REQUIRED WORK :: Retyping the entries exactly is all that is required.

========================================================================

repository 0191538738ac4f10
//! Shared utilities.

#[cfg(test)]
pub mod testutil;
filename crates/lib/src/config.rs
//! Resolution of `BP_*` configuration options.
//!
//! Each option declared in `buildpack.toml` resolves to the value from the
//! build environment when set, otherwise to its declared default.

use std::collections::{BTreeMap, HashSet};

use thiserror::Error;
use tracing::{info, warn};

use crate::buildpack::BuildpackConfiguration;

#[derive(Debug, Error)]
pub enum ConfigError {
  #[error("configuration '{0}' is declared more than once")]
  Duplicate(String),
}

/// Resolves declared configuration options against an environment snapshot.
#[derive(Debug, Clone)]
pub struct ConfigurationResolver {
  configurations: Vec<BuildpackConfiguration>,
  environment: BTreeMap<String, String>,
}

impl ConfigurationResolver {
  /// Build a resolver and log the build-time configuration table.
  pub fn new<I, K, V>(configurations: &[BuildpackConfiguration], environment: I) -> Result<Self, ConfigError>
  where
    I: IntoIterator<Item = (K, V)>,
    K: Into<String>,
    V: Into<String>,
  {
    let mut seen = HashSet::new();
    for config in configurations {
      if !seen.insert(config.name.as_str()) {
        return Err(ConfigError::Duplicate(config.name.clone()));
      }
    }

    let mut configurations = configurations.to_vec();
    configurations.sort_by(|a, b| a.name.cmp(&b.name));

    let resolver = Self {
      configurations,
      environment: environment.into_iter().map(|(k, v)| (k.into(), v.into())).collect(),
    };
    resolver.log_build_configuration();
    Ok(resolver)
  }

  /// Resolve `name` to its value, and whether that value came from the environment.
  ///
  /// Undeclared options still resolve from the environment; otherwise they
  /// are empty.
  pub fn resolve(&self, name: &str) -> (String, bool) {
    if let Some(value) = self.environment.get(name) {
      return (value.clone(), true);
    }
    let default = self
      .configurations
      .iter()
      .find(|c| c.name == name)
      .map(|c| c.default.clone())
      .unwrap_or_default();
    (default, false)
  }

  /// Resolve `name` as a boolean. Unset or unparseable values are `false`.
  pub fn resolve_bool(&self, name: &str) -> bool {
    let (value, _) = self.resolve(name);
    if value.is_empty() {
      return false;
    }
    match parse_bool(&value) {
      Some(b) => b,
      None => {
        warn!(name, value = %value, "invalid boolean value, treating as false");
        false
      }
    }
  }

  fn log_build_configuration(&self) {
    let build: Vec<&BuildpackConfiguration> = self.configurations.iter().filter(|c| c.build).collect();
    if build.is_empty() {
      return;
    }
    info!("Build Configuration:");
    for config in build {
      let (value, from_env) = self.resolve(&config.name);
      let source = if from_env { "set" } else { "default" };
      info!(
        "  ${:<24} {:<16} {} ({})",
        config.name,
        value,
        config.description,
        source
      );
    }
  }
}

/// Parse a boolean the way `strconv.ParseBool`-style configuration does.
pub fn parse_bool(value: &str) -> Option<bool> {
  match value {
    "1" | "t" | "T" | "TRUE" | "true" | "True" => Some(true),
    "0" | "f" | "F" | "FALSE" | "false" | "False" => Some(false),
    _ => None,
  }
}

#[cfg(test)]
mod tests {
  use super::*;
  use tracing_test::traced_test;

  fn configuration(name: &str, default: &str) -> BuildpackConfiguration {
    BuildpackConfiguration {
      name: name.to_string(),
      default: default.to_string(),
      description: format!("the {}", name),
      build: true,
      launch: false,
    }
  }

  fn resolver(env: &[(&str, &str)]) -> ConfigurationResolver {
    ConfigurationResolver::new(
      &[
        configuration("BP_FORC_VERSION", "0.49.*"),
        configuration("BP_ENABLE_FORC_DEPLOY", "false"),
      ],
      env.iter().copied(),
    )
    .unwrap()
  }

  #[test]
  fn resolve_uses_default_when_unset() {
    assert_eq!(resolver(&[]).resolve("BP_FORC_VERSION"), ("0.49.*".to_string(), false));
  }

  #[test]
  fn resolve_prefers_environment() {
    let r = resolver(&[("BP_FORC_VERSION", "0.48.0")]);
    assert_eq!(r.resolve("BP_FORC_VERSION"), ("0.48.0".to_string(), true));
  }

  #[test]
  fn resolve_undeclared_is_empty() {
    assert_eq!(resolver(&[]).resolve("BP_UNKNOWN"), (String::new(), false));
  }

  #[test]
  fn resolve_bool_parses_values() {
    assert!(resolver(&[("BP_ENABLE_FORC_DEPLOY", "true")]).resolve_bool("BP_ENABLE_FORC_DEPLOY"));
    assert!(resolver(&[("BP_ENABLE_FORC_DEPLOY", "1")]).resolve_bool("BP_ENABLE_FORC_DEPLOY"));
    assert!(!resolver(&[("BP_ENABLE_FORC_DEPLOY", "F")]).resolve_bool("BP_ENABLE_FORC_DEPLOY"));
    assert!(!resolver(&[]).resolve_bool("BP_ENABLE_FORC_DEPLOY"));
  }

  #[test]
  #[traced_test]
  fn resolve_bool_invalid_is_false() {
    assert!(!resolver(&[("BP_ENABLE_FORC_DEPLOY", "yes please")]).resolve_bool("BP_ENABLE_FORC_DEPLOY"));
    assert!(logs_contain("invalid boolean value"));
  }

  #[test]
  #[traced_test]
  fn new_logs_build_configuration() {
    resolver(&[("BP_FORC_VERSION", "0.48.0")]);
    assert!(logs_contain("Build Configuration:"));
    assert!(logs_contain("0.48.0"));
    assert!(logs_contain("(set)"));
    assert!(logs_contain("(default)"));
  }

  #[test]
  fn duplicate_configuration_is_rejected() {
    let err = ConfigurationResolver::new(
      &[configuration("BP_A", ""), configuration("BP_A", "x")],
      std::iter::empty::<(String, String)>(),
    )
    .unwrap_err();
    assert!(matches!(err, ConfigError::Duplicate(name) if name == "BP_A"));
  }

  #[test]
  fn parse_bool_rejects_mixed_case() {
    assert_eq!(parse_bool("tRUE"), None);
    assert_eq!(parse_bool("True"), Some(true));
  }
}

========================================================================

RESPONSE ::
repository 0191538738ac4f10
//! Shared utilities.

#[cfg(test)]
pub mod testutil;
filename crates/lib/src/config.rs
//! Resolution of `BP_*` configuration options.
//!
//! Each option declared in `buildpack.toml` resolves to the value from the
//! build environment when set, otherwise to its declared default.

use std::collections::{BTreeMap, HashSet};

use thiserror::Error;
use tracing::{info, warn};

use crate::buildpack::BuildpackConfiguration;

#[derive(Debug, Error)]
pub enum ConfigError {
  #[error("configuration '{0}' is declared more than once")]
  Duplicate(String),
}

/// Resolves declared configuration options against an environment snapshot.
#[derive(Debug, Clone)]
pub struct ConfigurationResolver {
  configurations: Vec<BuildpackConfiguration>,
  environment: BTreeMap<String, String>,
}

impl ConfigurationResolver {
  /// Build a resolver and log the build-time configuration table.
  pub fn new<I, K, V>(configurations: &[BuildpackConfiguration], environment: I) -> Result<Self, ConfigError>
  where
    I: IntoIterator<Item = (K, V)>,
    K: Into<String>,
    V: Into<String>,
  {
    let mut seen = HashSet::new();
    for config in configurations {
      if !seen.insert(config.name.as_str()) {
        return Err(ConfigError::Duplicate(config.name.clone()));
      }
    }

    let mut configurations = configurations.to_vec();
    configurations.sort_by(|a, b| a.name.cmp(&b.name));

    let resolver = Self {
      configurations,
      environment: environment.into_iter().map(|(k, v)| (k.into(), v.into())).collect(),
    };
    resolver.log_build_configuration();
    Ok(resolver)
  }

  /// Resolve `name` to its value, and whether that value came from the environment.
  ///
  /// Undeclared options still resolve from the environment; otherwise they
  /// are empty.
  pub fn resolve(&self, name: &str) -> (String, bool) {
    if let Some(value) = self.environment.get(name) {
      return (value.clone(), true);
    }
    let default = self
      .configurations
      .iter()
      .find(|c| c.name == name)
      .map(|c| c.default.clone())
      .unwrap_or_default();
    (default, false)
  }

  /// Resolve `name` as a boolean. Unset or unparseable values are `false`.
  pub fn resolve_bool(&self, name: &str) -> bool {
    let (value, _) = self.resolve(name);
    if value.is_empty() {
      return false;
    }
    match parse_bool(&value) {
      Some(b) => b,
      None => {
        warn!(name, value = %value, "invalid boolean value, treating as false");
        false
      }
    }
  }

  fn log_build_configuration(&self) {
    let build: Vec<&BuildpackConfiguration> = self.configurations.iter().filter(|c| c.build).collect();
    if build.is_empty() {
      return;
    }
    info!("Build Configuration:");
    for config in build {
      let (value, from_env) = self.resolve(&config.name);
      let source = if from_env { "set" } else { "default" };
      info!(
        "  ${:<24} {:<16} {} ({})",
        config.name,
        value,
        config.description,
        source
      );
    }
  }
}

/// Parse a boolean the way `strconv.ParseBool`-style configuration does.
pub fn parse_bool(value: &str) -> Option<bool> {
  match value {
    "1" | "t" | "T" | "TRUE" | "true" | "True" => Some(true),
    "0" | "f" | "F" | "FALSE" | "false" | "False" => Some(false),
    _ => None,
  }
}

#[cfg(test)]
mod tests {
  use super::*;
  use tracing_test::traced_test;

  fn configuration(name: &str, default: &str) -> BuildpackConfiguration {
    BuildpackConfiguration {
      name: name.to_string(),
      default: default.to_string(),
      description: format!("the {}", name),
      build: true,
      launch: false,
    }
  }

  fn resolver(env: &[(&str, &str)]) -> ConfigurationResolver {
    ConfigurationResolver::new(
      &[
        configuration("BP_FORC_VERSION", "0.49.*"),
        configuration("BP_ENABLE_FORC_DEPLOY", "false"),
      ],
      env.iter().copied(),
    )
    .unwrap()
  }

  #[test]
  fn resolve_uses_default_when_unset() {
    assert_eq!(resolver(&[]).resolve("BP_FORC_VERSION"), ("0.49.*".to_string(), false));
  }

  #[test]
  fn resolve_prefers_environment() {
    let r = resolver(&[("BP_FORC_VERSION", "0.48.0")]);
    assert_eq!(r.resolve("BP_FORC_VERSION"), ("0.48.0".to_string(), true));
  }

  #[test]
  fn resolve_undeclared_is_empty() {
    assert_eq!(resolver(&[]).resolve("BP_UNKNOWN"), (String::new(), false));
  }

  #[test]
  fn resolve_bool_parses_values() {
    assert!(resolver(&[("BP_ENABLE_FORC_DEPLOY", "true")]).resolve_bool("BP_ENABLE_FORC_DEPLOY"));
    assert!(resolver(&[("BP_ENABLE_FORC_DEPLOY", "1")]).resolve_bool("BP_ENABLE_FORC_DEPLOY"));
    assert!(!resolver(&[("BP_ENABLE_FORC_DEPLOY", "F")]).resolve_bool("BP_ENABLE_FORC_DEPLOY"));
    assert!(!resolver(&[]).resolve_bool("BP_ENABLE_FORC_DEPLOY"));
  }

  #[test]
  #[traced_test]
  fn resolve_bool_invalid_is_false() {
    assert!(!resolver(&[("BP_ENABLE_FORC_DEPLOY", "yes please")]).resolve_bool("BP_ENABLE_FORC_DEPLOY"));
    assert!(logs_contain("invalid boolean value"));
  }

  #[test]
  #[traced_test]
  fn new_logs_build_configuration() {
    resolver(&[("BP_FORC_VERSION", "0.48.0")]);
    assert!(logs_contain("Build Configuration:"));
    assert!(logs_contain("0.48.0"));
    assert!(logs_contain("(set)"));
    assert!(logs_contain("(default)"));
  }

  #[test]
  fn duplicate_configuration_is_rejected() {
    let err = ConfigurationResolver::new(
      &[configuration("BP_A", ""), configuration("BP_A", "x")],
      std::iter::empty::<(String, String)>(),
    )
    .unwrap_err();
    assert!(matches!(err, ConfigError::Duplicate(name) if name == "BP_A"));
  }

  #[test]
  fn parse_bool_rejects_mixed_case() {
    assert_eq!(parse_bool("tRUE"), None);
    assert_eq!(parse_bool("True"), Some(true));
  }
}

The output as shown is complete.